Comparison with other approaches

The approach that extracts 16S rDNA reads from whole genome shotgun sequencing data [10,11] is less promising for real samples of this study using 454 sequencing. If whole genome shotgun sequencing were to be conducted perfectly on a real sample, the number of 16S rDNA reads in the data would be about 100 (0.1%*100,000). Consequently, the number of reads confidently classified to a genus would be less than 10 because reads of most genera constituted less than 10% of the total reads (Additional file 2: Figure S3). If sample pooling and non-perfect sequencing were considered, the read number would be even smaller or drop to zero for most genera. It is noteworthy that the whole genome approach is more promising if Illumina sequencing is applied. However, the performance of our pipeline is also expected to increase using Illumina data. Thus, a comprehensive comparison is still needed. For comparison with the targeted approach using one single primer [12], primer bias was estimated as follows. For each of the six primers and the primer used in the previous targeted approach, the percentage of 16S rDNA references that could be amplified was determined using ePCR. Only 0.2% of the full-length 16S rDNA sequences were missed by all six primers (data not shown). In contrast, 7.4% were missed by the primer in the previous targeted approach. Despite greater primer bias, the previous targeted approach is advantageous once a 16S rDNA gene can be amplified. Because amplified genes are under shotgun sequencing, there will be no concern for non-uniform amplification across multiple primers. As a result, fewer reads are needed for obtaining a long 16S rDNA sequence.
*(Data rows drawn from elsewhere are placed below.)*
// Copyright (c) 2025 Geoffrey Huntley <ghuntley@ghuntley.com>. All rights reserved.
// SPDX-License-Identifier: Proprietary

use std::borrow::Cow;
use std::collections::BTreeMap;

use serde::{Deserialize, Serialize};

use crate::AttributeValue;

/// Built-in attribute names, as they appear in targeting rules.
pub const BUILTIN_ATTRIBUTES: &[&str] = &[
	"key",
	"secondary",
	"ip",
	"country",
	"email",
	"firstName",
	"lastName",
	"avatar",
	"name",
	"anonymous",
];

/// The subject a flag is evaluated for.
///
/// A user carries an optional identity key, a fixed set of profile fields and
/// an open-ended bag of custom attributes. Evaluation only ever borrows a user.
#[derive(Debug, Clone, Default, PartialEq, Serialize, Deserialize)]
#[serde(rename_all = "camelCase")]
pub struct User {
	#[serde(default, skip_serializing_if = "Option::is_none")]
	pub key: Option<String>,
	/// Extra input mixed into rollout bucketing.
	#[serde(default, skip_serializing_if = "Option::is_none")]
	pub secondary: Option<String>,
	#[serde(default, skip_serializing_if = "Option::is_none")]
	pub ip: Option<String>,
	#[serde(default, skip_serializing_if = "Option::is_none")]
	pub country: Option<String>,
	#[serde(default, skip_serializing_if = "Option::is_none")]
	pub email: Option<String>,
	#[serde(default, skip_serializing_if = "Option::is_none")]
	pub first_name: Option<String>,
	#[serde(default, skip_serializing_if = "Option::is_none")]
	pub last_name: Option<String>,
	#[serde(default, skip_serializing_if = "Option::is_none")]
	pub avatar: Option<String>,
	#[serde(default, skip_serializing_if = "Option::is_none")]
	pub name: Option<String>,
	#[serde(default, skip_serializing_if = "Option::is_none")]
	pub anonymous: Option<bool>,
	#[serde(default, skip_serializing_if = "BTreeMap::is_empty")]
	pub custom: BTreeMap<String, AttributeValue>,
}

impl User {
	/// Creates a user with the given identity key.
	pub fn new(key: impl Into<String>) -> Self {
		Self {
			key: Some(key.into()),
			..Default::default()
		}
	}

	pub fn with_secondary(mut self, secondary: impl Into<String>) -> Self {
		self.secondary = Some(secondary.into());
		self
	}

	pub fn with_ip(mut self, ip: impl Into<String>) -> Self {
		self.ip = Some(ip.into());
		self
	}

	pub fn with_country(mut self, country: impl Into<String>) -> Self {
		self.country = Some(country.into());
		self
	}

	pub fn with_email(mut self, email: impl Into<String>) -> Self {
		self.email = Some(email.into());
		self
	}

	pub fn with_first_name(mut self, first_name: impl Into<String>) -> Self {
		self.first_name = Some(first_name.into());
		self
	}

	pub fn with_last_name(mut self, last_name: impl Into<String>) -> Self {
		self.last_name = Some(last_name.into());
		self
	}

	pub fn with_avatar(mut self, avatar: impl Into<String>) -> Self {
		self.avatar = Some(avatar.into());
		self
	}

	pub fn with_name(mut self, name: impl Into<String>) -> Self {
		self.name = Some(name.into());
		self
	}

	pub fn with_anonymous(mut self, anonymous: bool) -> Self {
		self.anonymous = Some(anonymous);
		self
	}

	/// Adds or replaces a custom attribute.
	pub fn with_custom(mut self, name: impl Into<String>, value: impl Into<AttributeValue>) -> Self {
		self.custom.insert(name.into(), value.into());
		self
	}

	/// Looks up an attribute by the name used in targeting rules.
	///
	/// Built-in names resolve to the profile field when it is set. Any other
	/// name, or a built-in field that is unset, falls back to the custom
	/// attributes.
	pub fn attribute(&self, name: &str) -> Option<Cow<'_, AttributeValue>> {
		if let Some(value) = self.builtin(name) {
			return Some(Cow::Owned(value));
		}
		self.custom.get(name).map(Cow::Borrowed)
	}

	fn builtin(&self, name: &str) -> Option<AttributeValue> {
		let field = match name {
			"key" => &self.key,
			"secondary" => &self.secondary,
			"ip" => &self.ip,
			"country" => &self.country,
			"email" => &self.email,
			"firstName" => &self.first_name,
			"lastName" => &self.last_name,
			"avatar" => &self.avatar,
			"name" => &self.name,
			"anonymous" => return self.anonymous.map(AttributeValue::Bool),
			_ => return None,
		};
		field.as_deref().map(AttributeValue::from)
	}
}
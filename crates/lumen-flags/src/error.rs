// Copyright (c) 2025 Geoffrey Huntley <ghuntley@ghuntley.com>. All rights reserved.
// SPDX-License-Identifier: Proprietary

//! Error types for the flags SDK.

use lumen_flags_core::{EvaluationReason, FlagsCoreError};
use thiserror::Error;

/// Flags SDK errors.
///
/// These cover client construction and flag store failures. Flag resolution
/// never returns them directly; see [`ResolutionError`].
#[derive(Debug, Error)]
pub enum FlagsError {
	/// SDK key is missing or malformed.
	#[error("invalid SDK key: must be non-empty and contain no whitespace")]
	InvalidSdkKey,

	/// Base URL is missing or cannot carry a path.
	#[error("invalid base URL")]
	InvalidBaseUrl,

	/// Configuration could not be loaded.
	#[error("configuration error: {0}")]
	Config(String),

	/// HTTP request failed.
	#[error("HTTP request failed: {0}")]
	RequestFailed(#[from] reqwest::Error),

	/// Server returned an error response.
	#[error("server error ({status}): {message}")]
	ServerError { status: u16, message: String },

	/// Response body could not be parsed.
	#[error("failed to parse response: {0}")]
	ParseFailed(String),

	/// Flag definition failed validation.
	#[error("invalid flag definition: {0}")]
	InvalidFlag(#[from] FlagsCoreError),
}

/// Result type alias for SDK operations.
pub type Result<T> = std::result::Result<T, FlagsError>;

/// Why a resolution fell back to the caller's default.
///
/// Always reported alongside a usable value, never instead of one.
#[derive(Debug, Clone, PartialEq, Eq, Error)]
pub enum ResolutionError {
	#[error("client is offline")]
	Offline,

	#[error("flag not found: {key}")]
	FlagNotFound { key: String },

	#[error("flag {key} does not serve a {expected} value (got {actual})")]
	WrongType {
		key: String,
		expected: &'static str,
		actual: &'static str,
	},

	#[error("flag store unavailable: {0}")]
	Store(String),
}

impl ResolutionError {
	/// The evaluation reason reported with this error.
	pub fn reason(&self) -> EvaluationReason {
		match self {
			ResolutionError::Offline => EvaluationReason::Offline,
			ResolutionError::FlagNotFound { .. } => EvaluationReason::FlagNotFound,
			ResolutionError::WrongType { .. } | ResolutionError::Store(_) => EvaluationReason::Error,
		}
	}
}

#[cfg(test)]
mod tests {
	use super::*;

	#[test]
	fn test_resolution_error_reasons() {
		assert_eq!(ResolutionError::Offline.reason(), EvaluationReason::Offline);
		assert_eq!(
			ResolutionError::FlagNotFound {
				key: "a.b".to_string()
			}
			.reason(),
			EvaluationReason::FlagNotFound
		);
		assert_eq!(
			ResolutionError::Store("timeout".to_string()).reason(),
			EvaluationReason::Error
		);
	}

	#[test]
	fn test_resolution_error_messages() {
		assert_eq!(ResolutionError::Offline.to_string(), "client is offline");
		let err = ResolutionError::WrongType {
			key: "theme".to_string(),
			expected: "boolean",
			actual: "string",
		};
		assert_eq!(
			err.to_string(),
			"flag theme does not serve a boolean value (got string)"
		);
	}

	#[test]
	fn test_server_error_message() {
		let err = FlagsError::ServerError {
			status: 503,
			message: "unavailable".to_string(),
		};
		assert_eq!(err.to_string(), "server error (503): unavailable");
	}
}
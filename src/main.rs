use std::io::{BufRead, Write};
use std::path::{Path, PathBuf};

use anyhow::{bail, Context, Result};
use chrono::{Local, Utc};
use clap::{Parser, Subcommand, ValueEnum};
use tracing::{info, warn};

use kiosk_pos_lib::checkout::{Checkout, CheckoutOutcome};
use kiosk_pos_lib::config::AppConfig;
use kiosk_pos_lib::print::{
    GattLink, NoBluetooth, PrintDispatcher, PrintRoute, SerialDeviceLink, SystemLauncher,
};
use kiosk_pos_lib::receipt::{render, ReceiptAssets, RenderedArtifact, Renderer};
use kiosk_pos_lib::stock::{export_file_name, StockBook, StockFormat, ALL_CATEGORIES};
use kiosk_pos_lib::{about_info, logging, DecrementPolicy, Order};

#[derive(Parser, Debug)]
#[command(name = "kiosk-pos", version, about = "Kiosk POS receipts, printing and stock")]
struct Cli {
    /// JSON config file. Falls back to KIOSK_POS_CONFIG, then built-in defaults.
    #[arg(long, global = true)]
    config: Option<PathBuf>,

    #[command(subcommand)]
    command: Command,
}

#[derive(Subcommand, Debug)]
enum Command {
    /// Render an order snapshot to a file.
    Receipt {
        /// Order JSON (`{"id": 17, "lines": [{"item": {...}, "quantity": 2}]}`).
        #[arg(long)]
        order: PathBuf,
        #[arg(long, value_enum, default_value_t = ReceiptFormat::Text)]
        format: ReceiptFormat,
        /// Output path. Text goes to stdout when omitted.
        #[arg(long)]
        out: Option<PathBuf>,
    },
    /// Render an order and send it to a printer, completing the checkout.
    Print {
        #[arg(long)]
        order: PathBuf,
        #[arg(long, value_enum, default_value_t = RouteArg::NativeDialog)]
        route: RouteArg,
        #[command(flatten)]
        port: PrinterPort,
        /// Complete the sale without a receipt if printing fails.
        #[arg(long)]
        yes: bool,
    },
    /// Stock book maintenance.
    Stock {
        /// Stock book file (.json or .csv).
        #[arg(long, default_value = "stock.json")]
        book: PathBuf,
        #[command(subcommand)]
        action: StockAction,
    },
    /// Version and build information.
    About,
}

/// Serial port bound to a paired Bluetooth printer.
#[derive(clap::Args, Debug)]
struct PrinterPort {
    /// Port name (e.g. /dev/rfcomm0 or COM5).
    #[arg(long, env = "KIOSK_POS_PRINTER_DEVICE")]
    device: Option<String>,
    #[arg(long, default_value_t = SerialDeviceLink::DEFAULT_BAUD_RATE)]
    baud: u32,
    /// Advertised printer name, checked against the configured prefixes.
    #[arg(long)]
    device_name: Option<String>,
}

impl PrinterPort {
    fn link(self) -> Box<dyn GattLink> {
        let Some(device) = self.device else {
            return Box::new(NoBluetooth);
        };
        let link = SerialDeviceLink::new(&device, self.baud);
        match self.device_name {
            Some(name) => Box::new(link.with_device_name(name)),
            None => Box::new(link),
        }
    }
}

#[derive(Subcommand, Debug)]
enum StockAction {
    /// List entries, optionally for one category.
    List {
        #[arg(long, default_value = ALL_CATEGORIES)]
        category: String,
    },
    /// Change the quantity of one entry by a signed amount.
    Adjust {
        /// Stock key (`{name}_{category}`).
        key: String,
        #[arg(allow_hyphen_values = true)]
        delta: i64,
    },
    /// Write the book to `stock_YYYY-MM-DD.{csv,json}` in a directory.
    Export {
        #[arg(long, value_enum, default_value_t = FormatArg::Csv)]
        format: FormatArg,
        #[arg(long, default_value = ".")]
        dir: PathBuf,
    },
    /// Replace the book with the contents of a CSV or JSON file.
    Import { file: PathBuf },
}

#[derive(ValueEnum, Clone, Copy, Debug)]
enum ReceiptFormat {
    Text,
    Escpos,
    Png,
    Html,
}

#[derive(ValueEnum, Clone, Copy, Debug)]
enum RouteArg {
    Bluetooth,
    RawbtText,
    RawbtImage,
    RawbtPrint,
    NativeDialog,
}

impl From<RouteArg> for PrintRoute {
    fn from(value: RouteArg) -> Self {
        match value {
            RouteArg::Bluetooth => PrintRoute::Bluetooth,
            RouteArg::RawbtText => PrintRoute::RawBtText,
            RouteArg::RawbtImage => PrintRoute::RawBtImage,
            RouteArg::RawbtPrint => PrintRoute::RawBtPrint,
            RouteArg::NativeDialog => PrintRoute::NativeDialog,
        }
    }
}

#[derive(ValueEnum, Clone, Copy, Debug)]
enum FormatArg {
    Csv,
    Json,
}

impl From<FormatArg> for StockFormat {
    fn from(value: FormatArg) -> Self {
        match value {
            FormatArg::Csv => StockFormat::Csv,
            FormatArg::Json => StockFormat::Json,
        }
    }
}

#[tokio::main]
async fn main() -> Result<()> {
    let cli = Cli::parse();
    let config = AppConfig::load(cli.config.as_deref()).context("loading configuration")?;
    let log_dir = logging::init_logging(config.paths.log_dir.as_deref());
    info!(
        version = env!("CARGO_PKG_VERSION"),
        log_dir = %log_dir.display(),
        "Starting Kiosk POS"
    );

    match cli.command {
        Command::Receipt { order, format, out } => {
            receipt(&config, &order, format, out.as_deref()).await
        }
        Command::Print {
            order,
            route,
            port,
            yes,
        } => print(&config, &order, route.into(), port.link(), yes).await,
        Command::Stock { book, action } => stock(&book, action),
        Command::About => {
            println!("{}", serde_json::to_string_pretty(&about_info())?);
            Ok(())
        }
    }
}

async fn receipt(
    config: &AppConfig,
    order_path: &Path,
    format: ReceiptFormat,
    out: Option<&Path>,
) -> Result<()> {
    let policy = config.pricing.policy();
    let order = Order::load(order_path, &policy)?;
    let checkout =
        Checkout::resume(config.shop.clone(), policy, DecrementPolicy::default(), order);
    let doc = checkout.receipt(Local::now())?;

    let renderer = match format {
        ReceiptFormat::Text => Renderer::plain_text(&config.receipt),
        ReceiptFormat::Escpos => Renderer::escpos(&config.receipt),
        ReceiptFormat::Png => Renderer::raster(&config.receipt),
        ReceiptFormat::Html => Renderer::dom(&config.receipt),
    };
    let assets = ReceiptAssets::load(&config.receipt).await;
    let output = render(&doc, &renderer, &assets)?;
    for w in &output.warnings {
        warn!(code = %w.code, "{}", w.message);
    }

    let bytes: Vec<u8> = match output.artifact {
        RenderedArtifact::EscPos(bytes) | RenderedArtifact::Png(bytes) => bytes,
        RenderedArtifact::PlainText(text) => text.into_bytes(),
        RenderedArtifact::Html(html) => html.document.into_bytes(),
    };
    match out {
        Some(path) => {
            std::fs::write(path, &bytes)
                .with_context(|| format!("writing {}", path.display()))?;
            println!("{}", path.display());
        }
        None => {
            if !matches!(format, ReceiptFormat::Text | ReceiptFormat::Html) {
                bail!("binary receipt formats need --out");
            }
            std::io::stdout().write_all(&bytes)?;
        }
    }
    Ok(())
}

async fn print(
    config: &AppConfig,
    order_path: &Path,
    route: PrintRoute,
    link: Box<dyn GattLink>,
    yes: bool,
) -> Result<()> {
    let policy = config.pricing.policy();
    let order = Order::load(order_path, &policy)?;
    let mut checkout =
        Checkout::resume(config.shop.clone(), policy, DecrementPolicy::default(), order);

    let dispatcher = PrintDispatcher::new(
        config.bluetooth.clone(),
        config.rawbt.clone(),
        config.paths.receipts_dir.clone(),
        link,
        Box::new(SystemLauncher),
    );
    let renderer = route.renderer(&config.receipt);
    let assets = ReceiptAssets::load(&config.receipt).await;

    let outcome = checkout
        .complete(&dispatcher, route, &renderer, &assets, |err| {
            yes || confirm(&format!("Printing failed: {err}. Complete the sale without a receipt?"))
        })
        .await?;

    match outcome {
        CheckoutOutcome::Printed {
            invoice_id,
            print,
            warnings,
        } => {
            for w in &warnings {
                warn!(code = %w.code, "{}", w.message);
            }
            println!("Invoice {invoice_id} printed: {print:?}");
        }
        CheckoutOutcome::CompletedWithoutPrint { invoice_id, reason } => {
            println!("Invoice {invoice_id} completed without receipt ({reason})");
        }
        CheckoutOutcome::Aborted => bail!("checkout aborted, order kept"),
    }
    Ok(())
}

fn confirm(question: &str) -> bool {
    eprint!("{question} [y/N] ");
    let _ = std::io::stderr().flush();
    let mut answer = String::new();
    if std::io::stdin().lock().read_line(&mut answer).is_err() {
        return false;
    }
    matches!(answer.trim().to_ascii_lowercase().as_str(), "y" | "yes")
}

fn stock(book_path: &Path, action: StockAction) -> Result<()> {
    let mut book = StockBook::load(book_path)
        .with_context(|| format!("loading {}", book_path.display()))?;

    match action {
        StockAction::List { category } => {
            println!("Categories: {}", book.categories().join(", "));
            for (key, entry) in book.filter(&category) {
                println!(
                    "{key}\t{}\t{}\t{}",
                    entry.name_alt,
                    entry.quantity_on_hand,
                    entry.last_updated_at.to_rfc3339()
                );
            }
        }
        StockAction::Adjust { key, delta } => {
            let Some(quantity) = book.adjust_quantity(&key, delta) else {
                bail!("no stock entry '{key}'");
            };
            book.save(book_path)?;
            println!("{key}: {quantity}");
        }
        StockAction::Export { format, dir } => {
            let format = StockFormat::from(format);
            let body = book.export(format)?;
            std::fs::create_dir_all(&dir)?;
            let path = dir.join(export_file_name(format, Utc::now().date_naive()));
            std::fs::write(&path, body).with_context(|| format!("writing {}", path.display()))?;
            println!("{}", path.display());
        }
        StockAction::Import { file } => {
            let format = StockFormat::from_path(&file)
                .with_context(|| format!("{} is neither .csv nor .json", file.display()))?;
            let raw = std::fs::read_to_string(&file)
                .with_context(|| format!("reading {}", file.display()))?;
            let count = book.import(format, &raw)?;
            book.save(book_path)?;
            println!("Imported {count} entries into {}", book_path.display());
        }
    }
    Ok(())
}
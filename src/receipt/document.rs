//! Receipt content, independent of how it is drawn.

use chrono::{DateTime, Local};
use serde::{Deserialize, Serialize};

use crate::catalog::PricePolicy;
use crate::config::ShopProfile;
use crate::currency::{format_riel, KHR_SYMBOL};
use crate::order::{Order, OrderTotals};

pub const TIMESTAMP_FORMAT: &str = "%d/%m/%Y %H:%M:%S";

#[derive(Debug, Clone, PartialEq, Serialize, Deserialize)]
pub struct ReceiptHeader {
    pub shop_name: String,
    pub address: String,
    pub phone: String,
    pub timestamp: String,
    pub invoice_id: u64,
}

#[derive(Debug, Clone, PartialEq, Serialize, Deserialize)]
pub struct ReceiptLine {
    pub name_local: String,
    pub name_alt: String,
    pub quantity: u32,
    pub unit_price: i64,
    pub line_total: i64,
}

impl ReceiptLine {
    /// `Coffee x2`, or just `x2` when there is no alternate name.
    pub fn quantity_label(&self) -> String {
        if self.name_alt.trim().is_empty() {
            format!("x{}", self.quantity)
        } else {
            format!("{} x{}", self.name_alt.trim(), self.quantity)
        }
    }

    pub fn total_label(&self) -> String {
        riel_label(self.line_total)
    }
}

/// Read-only snapshot handed to the renderers.
#[derive(Debug, Clone, PartialEq, Serialize, Deserialize)]
pub struct ReceiptDocument {
    pub header: ReceiptHeader,
    pub lines: Vec<ReceiptLine>,
    pub subtotal: i64,
    pub total: i64,
    pub footer: Vec<String>,
    pub qr_payload: String,
}

/// `៛8,000`
pub fn riel_label(amount: i64) -> String {
    format!("{KHR_SYMBOL}{}", format_riel(amount))
}

impl ReceiptDocument {
    /// Snapshot `order` for printing. Lines stepped down to zero are left out.
    pub fn build(
        shop: &ShopProfile,
        order: &Order,
        totals: &OrderTotals,
        policy: &PricePolicy,
        now: DateTime<Local>,
    ) -> Self {
        let lines = order
            .lines()
            .iter()
            .filter(|line| line.quantity > 0)
            .map(|line| ReceiptLine {
                name_local: line.item.name_local.clone(),
                name_alt: line.item.name_alt.clone(),
                quantity: line.quantity,
                unit_price: policy.effective_unit_price(&line.item),
                line_total: line.line_total(policy),
            })
            .collect();

        Self {
            header: ReceiptHeader {
                shop_name: shop.name.clone(),
                address: shop.address.clone(),
                phone: shop.phone.clone(),
                timestamp: now.format(TIMESTAMP_FORMAT).to_string(),
                invoice_id: order.id,
            },
            lines,
            subtotal: totals.subtotal,
            total: totals.total,
            footer: shop.footer_lines.clone(),
            qr_payload: qr_payload(order.id, totals.total, &shop.name),
        }
    }

    pub fn total_label(&self) -> String {
        format!("Total: {}", riel_label(self.total))
    }

    pub fn phone_label(&self) -> String {
        format!("Tel: {}", self.header.phone)
    }

    pub fn invoice_label(&self) -> String {
        format!("Invoice: {}", self.header.invoice_id)
    }
}

/// `ORDER_ID:{id};TOTAL:{total};SHOP:{shop}`. Delimiters inside the shop
/// name are not escaped.
pub fn qr_payload(order_id: u64, total: i64, shop_name: &str) -> String {
    format!("ORDER_ID:{order_id};TOTAL:{total};SHOP:{shop_name}")
}

#[cfg(test)]
pub(crate) mod tests {
    use super::*;
    use crate::catalog::MenuItem;
    use crate::order::aggregate;
    use chrono::TimeZone;

    pub(crate) fn sample_document() -> ReceiptDocument {
        let policy = PricePolicy::default();
        let mut order = Order::new(17);
        let coffee = MenuItem::new("កាហ្វេ", 4000).with_alt_name("Coffee");
        let tea = MenuItem::new("តែ", 2500).with_alt_name("Tea");
        order.add_item(&coffee, &policy);
        order.add_item(&coffee, &policy);
        order.add_item(&tea, &policy);
        let totals = aggregate(order.lines(), &policy);
        let now = Local
            .with_ymd_and_hms(2026, 3, 5, 14, 7, 9)
            .single()
            .expect("valid local time");
        ReceiptDocument::build(&ShopProfile::default(), &order, &totals, &policy, now)
    }

    #[test]
    fn builds_header_lines_and_totals() {
        let doc = sample_document();
        assert_eq!(doc.header.invoice_id, 17);
        assert_eq!(doc.header.timestamp, "05/03/2026 14:07:09");
        assert_eq!(doc.lines.len(), 2);
        assert_eq!(doc.lines[0].line_total, 8000);
        assert_eq!(doc.lines[0].quantity_label(), "Coffee x2");
        assert_eq!(doc.lines[0].total_label(), "\u{17DB}8,000");
        assert_eq!(doc.total, 10_500);
        assert_eq!(doc.footer.len(), 2);
    }

    #[test]
    fn qr_payload_is_not_escaped() {
        assert_eq!(
            qr_payload(5, 8000, "A;B:C"),
            "ORDER_ID:5;TOTAL:8000;SHOP:A;B:C"
        );
        let doc = sample_document();
        assert!(doc.qr_payload.starts_with("ORDER_ID:17;TOTAL:10500;SHOP:"));
    }

    #[test]
    fn zero_quantity_lines_are_skipped() {
        let policy = PricePolicy::default();
        let mut order = Order::new(1);
        let tea = MenuItem::new("តែ", 2500);
        order.add_item(&tea, &policy);
        order.lines[0].quantity = 0;
        let totals = aggregate(order.lines(), &policy);
        let doc = ReceiptDocument::build(
            &ShopProfile::default(),
            &order,
            &totals,
            &policy,
            Local::now(),
        );
        assert!(doc.lines.is_empty());
        assert_eq!(doc.total, 0);
    }
}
Environmental impacts on the pipeline

On test samples, the current pipeline successfully generated accurate and near full-length 16S rDNAs for three of four known bacteria. The assembled contigs of each known bacteria (except Bacillus) in different test samples aligned with each other with 100% identity (data not shown). This indicates consistency of the pipeline across these environments. That is, the presence of other bacteria or low-concentration chemicals did not affect the assembly of major species. In contrast, the environments of dioxin-containing samples did impact the pipeline because the base quality and number of reads were lower compared to the test run. This could be another reason for the lower percentage of confident reads in real samples. The lower base quality for dioxin-containing samples was not accidental as quality returned to the original level in the next run of sequencing another bacterial broth (Additional file 2: Figure S1). It is possible that contamination started to interfere with the microbial community when the concentration was above a cutoff, which is supported by a report of a dose-dependent effect of PCP on a microbial community [21]. Lower sequencing quality could affect assembly. For example, 28 of the 188 confident genera in real samples did not have an assembled contig because the sequence identity in overlapping regions fell below 98%. Despite the lower sequencing quality, the current pipeline still lengthened 16S rDNA by at least 50% for half of the microbes, and some 16S rDNAs reached 1000 bp.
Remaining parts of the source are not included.